No se si el lector duerme tranquilo, puede disfrutar sin sobresaltos de su hasta hace veinte días merecida sensación de bienestar. No oigo aún el clamor que llegue, por todos los medios al alcance occidental (ya que no parece que se pueda contar con esa otra mitad del mundo percibido como oriental y proclive a juzgar las cosas con sus propias anteojeras), hacia la población rusa.
La periodista Marina Ovsiannikova, detenida el libes al irrumpir durante la emisión de los informativos en la Primera cadena rusa, exponiéndose conscientemente a perder su libertad y se juzgada por terrorismo, marca un camino. Lo presentó en un cartel improvisado, con letras desiguales y aspecto cutre, en inglés y ruso. Sobre todo en ruso: No a la guerra. Os están mintiendo” Que pare ya este despropósito. No oigo el clamor.
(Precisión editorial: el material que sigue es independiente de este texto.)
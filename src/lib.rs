//! Detects the web technologies behind a URL by matching scraped page
//! evidence (headers, cookies, HTML, scripts, meta tags, DNS records,
//! JS globals, DOM) against a Wappalyzer-style fingerprint catalog.
//!
//! The crate is the evaluation engine only. Fetching and rendering live
//! behind the [`Scraper`] trait; wire in a headless-browser or plain
//! HTTP implementation and call [`TechScanner::analyze`].

mod category;
mod config;
mod detect;
mod error;
mod evidence;
mod pattern;
mod post;
mod report;
mod scraper;
mod tech;

use std::collections::HashMap;
use std::sync::{Arc, OnceLock};

use anyhow::Context;
use regex::Regex;
use tracing::debug;
use url::Url;

pub use category::Category;
pub use config::{Config, KNOWN_SCRAPERS};
pub use detect::{Detection, DetectionSet};
pub use error::{Result, ScanError};
pub use evidence::{Evidence, UrlStatus};
pub use pattern::Pattern;
pub use report::{Report, ReportedTech};
pub use scraper::Scraper;
pub use tech::{CheckHit, DomPattern, Technology};

/// Default fingerprint catalog, compiled in so the engine works with
/// zero configuration.
const EMBEDDED_CATALOG: &str = include_str!("../data/technologies.json");

/// The fingerprint evaluation engine. Loads the catalog once at
/// construction; each [`analyze`](Self::analyze) call scrapes evidence,
/// fans matching out across the catalog and post-processes the result.
pub struct TechScanner {
    config: Config,
    cats: HashMap<i32, Category>,
    techs: HashMap<String, Arc<Technology>>,
    scraper: Arc<dyn Scraper>,
}

impl TechScanner {
    /// Build an engine from `config` and a scraper implementation. The
    /// catalog comes from `config.apps_json_path` when set, the
    /// embedded copy otherwise.
    pub fn new(config: Config, scraper: Arc<dyn Scraper>) -> Result<Self> {
        config.validate()?;

        let catalog = if config.apps_json_path.is_empty() {
            tech::load_catalog(EMBEDDED_CATALOG.as_bytes())
        } else {
            std::fs::read(&config.apps_json_path)
                .with_context(|| format!("Failed to read catalog {}", config.apps_json_path))
                .and_then(|bytes| tech::load_catalog(&bytes))
        }
        .map_err(ScanError::CatalogLoad)?;

        scraper.set_depth(config.max_depth);

        Ok(Self {
            config,
            cats: catalog.cats,
            techs: catalog.techs,
            scraper,
        })
    }

    /// One-time scraper setup. Errors abort analysis.
    pub async fn init(&self) -> Result<()> {
        self.scraper.init().await
    }

    pub fn config(&self) -> &Config {
        &self.config
    }

    pub fn categories(&self) -> &HashMap<i32, Category> {
        &self.cats
    }

    pub fn technologies(&self) -> impl Iterator<Item = &Technology> {
        self.techs.values().map(Arc::as_ref)
    }

    /// Analyze one URL: scrape, match every catalog technology
    /// concurrently, then apply excludes and the implies closure.
    pub async fn analyze(&self, url: &str) -> Result<Report> {
        let url = normalize_url(url)?;
        debug!(%url, "analyzing");

        let evidence = Arc::new(self.scraper.scrape(&url).await?);

        let mut set =
            detect::run_detection(&self.techs, Arc::clone(&evidence), Arc::clone(&self.scraper))
                .await;
        post::apply_excludes(&mut set);
        post::apply_implies(&mut set, &self.techs);

        debug!(detected = set.len(), "analysis finished");
        Ok(Report::assemble(&evidence, set))
    }

    /// [`analyze`](Self::analyze), rendered as a JSON string for
    /// callers that set [`Config::json`].
    pub async fn analyze_json(&self, url: &str) -> Result<String> {
        let report = self.analyze(url).await?;
        Ok(report.to_json()?)
    }
}

/// Validate the input shape and normalize scheme-less inputs to
/// `https://`.
fn normalize_url(input: &str) -> Result<String> {
    static URL_RE: OnceLock<Regex> = OnceLock::new();
    let re = URL_RE.get_or_init(|| {
        Regex::new(r"^(?:https?://)?[\w.-]+(?:\.[\w.-]+)+(?::\d+)?(?:/\S*)?$")
            .expect("hardcoded regex")
    });

    if !re.is_match(input) {
        return Err(ScanError::InvalidUrl(input.to_string()));
    }

    let with_scheme = if input.starts_with("http://") || input.starts_with("https://") {
        input.to_string()
    } else {
        format!("https://{input}")
    };

    Url::parse(&with_scheme)
        .map(String::from)
        .map_err(|_| ScanError::InvalidUrl(input.to_string()))
}
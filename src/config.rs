use serde::Deserialize;

use crate::error::{Result, ScanError};

/// Scraper selectors the glue layer knows how to construct. The engine
/// itself only validates the name; concrete implementations live with
/// the caller.
pub const KNOWN_SCRAPERS: &[&str] = &["headless", "http"];

/// Engine options. Timeouts are informational for scraper
/// implementations; the engine does not enforce them.
#[derive(Debug, Clone, Deserialize)]
#[serde(rename_all = "camelCase", default)]
pub struct Config {
    /// Path to a fingerprint catalog. Empty means the embedded copy.
    pub apps_json_path: String,
    pub browser_timeout_seconds: u64,
    pub network_timeout_seconds: u64,
    pub page_load_timeout_seconds: u64,
    /// Render the report as a JSON string instead of the structured form.
    pub json: bool,
    /// Which scraper implementation the caller should wire in.
    pub scraper: String,
    /// Crawl depth handed to the scraper; depth > 0 enables robots checks
    /// on the scraper side.
    pub max_depth: usize,
}

impl Default for Config {
    fn default() -> Self {
        Self {
            apps_json_path: String::new(),
            browser_timeout_seconds: 4,
            network_timeout_seconds: 2,
            page_load_timeout_seconds: 2,
            json: true,
            scraper: "headless".to_string(),
            max_depth: 0,
        }
    }
}

impl Config {
    pub fn validate(&self) -> Result<()> {
        if !KNOWN_SCRAPERS.contains(&self.scraper.as_str()) {
            return Err(ScanError::UnknownScraper(self.scraper.clone()));
        }
        Ok(())
    }
}

#[cfg(test)]
mod test {
    use super::*;

    #[test]
    fn default_config_is_valid() {
        assert!(Config::default().validate().is_ok());
    }

    #[test]
    fn unknown_scraper_is_rejected() {
        let config = Config {
            scraper: "carrier-pigeon".to_string(),
            ..Config::default()
        };
        match config.validate() {
            Err(ScanError::UnknownScraper(name)) => assert_eq!(name, "carrier-pigeon"),
            other => panic!("expected UnknownScraper, got {other:?}"),
        }
    }
}
use std::collections::HashMap;
use std::sync::Arc;

use tracing::trace;

use crate::detect::{Detection, DetectionSet};
use crate::tech::Technology;

/// Remove every technology named by a detected technology's `excludes`
/// list. Runs over the pre-implies set, so an exclude can veto a
/// technology before its implies ever fire. Idempotent.
pub(crate) fn apply_excludes(set: &mut DetectionSet) {
    let excluded: Vec<String> = set
        .detections()
        .flat_map(|d| d.excludes.iter().map(|p| p.source.clone()))
        .collect();

    for name in excluded {
        trace!(technology = %name, "excluded");
        set.remove(&name);
    }
}

/// Expand the detection set with implied technologies, transitively.
/// The "not already detected" guard makes the closure visit each
/// technology at most once, so implies cycles terminate.
pub(crate) fn apply_implies(set: &mut DetectionSet, techs: &HashMap<String, Arc<Technology>>) {
    let mut pending: Vec<_> = set.detections().flat_map(|d| d.implies.clone()).collect();

    while let Some(pattern) = pending.pop() {
        let Some(tech) = techs.get(&pattern.source) else {
            continue;
        };
        if set.contains(&tech.name) {
            continue;
        }

        trace!(technology = %tech.name, "implied");
        set.insert(Detection {
            name: tech.name.clone(),
            version: pattern.version.clone(),
            categories: tech.categories.clone(),
            confidence: pattern.confidence,
            implies: tech.implies.clone(),
            excludes: tech.excludes.clone(),
        });
        pending.extend(tech.implies.iter().cloned());
    }
}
El morbo de contar noticias sobre refugiados, muertos en las calles, destrucción y centrales nucleares que se apagan, unido a la subida de precios constante, disparada en nuestros mercados, debe quedar sepultado, cuanto antes, por una posición sólida, inmensa, única, contra la guerra. No quiero que se nos juzgue desde el vilipendio, la complacencia, el mirar hacia otro lado. No va solo por mí, viejo y enfermo. Va por todos.